- _Brief_: Filter the records below for the word "Clone". Copy each line that holds it.

- _Records to use_:
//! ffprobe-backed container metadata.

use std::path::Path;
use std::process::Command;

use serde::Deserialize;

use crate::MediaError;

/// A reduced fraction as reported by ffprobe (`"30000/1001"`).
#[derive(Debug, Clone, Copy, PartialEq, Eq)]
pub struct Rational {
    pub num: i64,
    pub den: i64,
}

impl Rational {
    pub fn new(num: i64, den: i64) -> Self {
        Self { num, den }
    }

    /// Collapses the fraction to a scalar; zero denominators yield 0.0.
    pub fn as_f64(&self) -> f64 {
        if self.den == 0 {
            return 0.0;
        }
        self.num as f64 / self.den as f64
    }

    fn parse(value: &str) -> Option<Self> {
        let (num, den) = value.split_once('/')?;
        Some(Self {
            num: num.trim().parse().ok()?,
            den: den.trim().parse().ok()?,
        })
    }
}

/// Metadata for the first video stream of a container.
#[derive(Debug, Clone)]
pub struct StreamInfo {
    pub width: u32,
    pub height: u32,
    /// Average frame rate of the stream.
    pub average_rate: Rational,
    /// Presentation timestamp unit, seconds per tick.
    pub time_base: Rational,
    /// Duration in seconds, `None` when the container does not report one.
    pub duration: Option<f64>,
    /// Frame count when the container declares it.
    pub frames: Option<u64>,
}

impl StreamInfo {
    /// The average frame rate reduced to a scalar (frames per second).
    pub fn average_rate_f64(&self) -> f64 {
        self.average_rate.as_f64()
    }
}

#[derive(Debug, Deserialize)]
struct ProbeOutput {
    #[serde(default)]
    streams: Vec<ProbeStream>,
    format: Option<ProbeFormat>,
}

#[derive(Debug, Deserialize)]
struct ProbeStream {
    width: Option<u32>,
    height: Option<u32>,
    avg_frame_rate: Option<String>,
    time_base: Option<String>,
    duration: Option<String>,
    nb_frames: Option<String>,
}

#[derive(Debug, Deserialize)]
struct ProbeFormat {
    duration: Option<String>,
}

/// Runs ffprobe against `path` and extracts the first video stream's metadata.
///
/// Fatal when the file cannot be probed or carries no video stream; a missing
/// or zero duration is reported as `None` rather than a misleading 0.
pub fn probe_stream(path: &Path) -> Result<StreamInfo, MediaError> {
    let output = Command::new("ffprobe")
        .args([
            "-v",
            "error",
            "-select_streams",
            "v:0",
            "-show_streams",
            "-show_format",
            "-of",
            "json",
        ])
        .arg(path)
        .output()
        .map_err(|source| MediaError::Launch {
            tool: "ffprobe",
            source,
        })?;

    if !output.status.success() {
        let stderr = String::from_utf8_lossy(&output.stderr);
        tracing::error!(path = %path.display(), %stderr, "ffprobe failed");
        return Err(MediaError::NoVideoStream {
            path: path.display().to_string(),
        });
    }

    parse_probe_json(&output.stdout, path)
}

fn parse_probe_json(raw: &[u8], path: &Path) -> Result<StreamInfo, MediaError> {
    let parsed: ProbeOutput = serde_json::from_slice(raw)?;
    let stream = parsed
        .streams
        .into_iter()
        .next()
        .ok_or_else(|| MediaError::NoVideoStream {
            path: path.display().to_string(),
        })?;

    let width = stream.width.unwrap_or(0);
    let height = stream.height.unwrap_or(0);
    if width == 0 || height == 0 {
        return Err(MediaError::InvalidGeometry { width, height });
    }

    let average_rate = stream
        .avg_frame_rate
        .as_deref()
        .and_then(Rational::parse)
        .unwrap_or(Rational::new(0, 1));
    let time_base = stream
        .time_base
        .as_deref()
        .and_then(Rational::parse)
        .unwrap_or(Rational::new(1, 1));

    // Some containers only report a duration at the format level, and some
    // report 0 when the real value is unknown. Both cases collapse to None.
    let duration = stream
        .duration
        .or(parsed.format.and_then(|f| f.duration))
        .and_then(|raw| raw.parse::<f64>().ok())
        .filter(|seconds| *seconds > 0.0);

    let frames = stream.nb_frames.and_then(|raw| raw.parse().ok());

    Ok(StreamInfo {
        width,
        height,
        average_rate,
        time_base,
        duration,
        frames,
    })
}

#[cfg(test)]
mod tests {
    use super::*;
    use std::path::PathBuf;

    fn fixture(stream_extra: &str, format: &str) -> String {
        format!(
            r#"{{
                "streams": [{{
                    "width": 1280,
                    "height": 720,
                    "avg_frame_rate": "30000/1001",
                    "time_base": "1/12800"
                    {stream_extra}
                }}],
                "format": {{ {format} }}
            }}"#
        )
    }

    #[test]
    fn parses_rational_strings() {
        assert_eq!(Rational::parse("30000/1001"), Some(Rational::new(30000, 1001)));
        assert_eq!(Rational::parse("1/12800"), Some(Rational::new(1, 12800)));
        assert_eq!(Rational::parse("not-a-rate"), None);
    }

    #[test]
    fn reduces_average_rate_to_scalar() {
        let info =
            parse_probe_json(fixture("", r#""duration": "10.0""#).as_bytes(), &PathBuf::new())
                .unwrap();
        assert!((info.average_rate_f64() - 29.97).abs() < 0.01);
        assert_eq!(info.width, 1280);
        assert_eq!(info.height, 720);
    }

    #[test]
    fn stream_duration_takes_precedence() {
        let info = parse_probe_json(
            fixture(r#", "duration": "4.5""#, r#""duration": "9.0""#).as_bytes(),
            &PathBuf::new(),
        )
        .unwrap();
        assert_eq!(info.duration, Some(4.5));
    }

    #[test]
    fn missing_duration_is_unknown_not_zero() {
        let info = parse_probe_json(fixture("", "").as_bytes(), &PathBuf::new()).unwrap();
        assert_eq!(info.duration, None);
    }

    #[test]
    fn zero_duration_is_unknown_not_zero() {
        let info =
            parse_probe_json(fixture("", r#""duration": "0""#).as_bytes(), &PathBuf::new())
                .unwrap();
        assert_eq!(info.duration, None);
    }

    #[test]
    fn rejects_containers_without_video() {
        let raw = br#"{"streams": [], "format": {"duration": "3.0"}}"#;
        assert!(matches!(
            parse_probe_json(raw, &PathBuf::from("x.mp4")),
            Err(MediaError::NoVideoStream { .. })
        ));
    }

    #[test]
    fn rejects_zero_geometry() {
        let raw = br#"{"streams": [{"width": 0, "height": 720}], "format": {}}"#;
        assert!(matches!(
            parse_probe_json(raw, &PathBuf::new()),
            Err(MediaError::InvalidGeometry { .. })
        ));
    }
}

- _Written solution_:
#[derive(Debug, Clone, Copy, PartialEq, Eq)]
#[derive(Debug, Clone)]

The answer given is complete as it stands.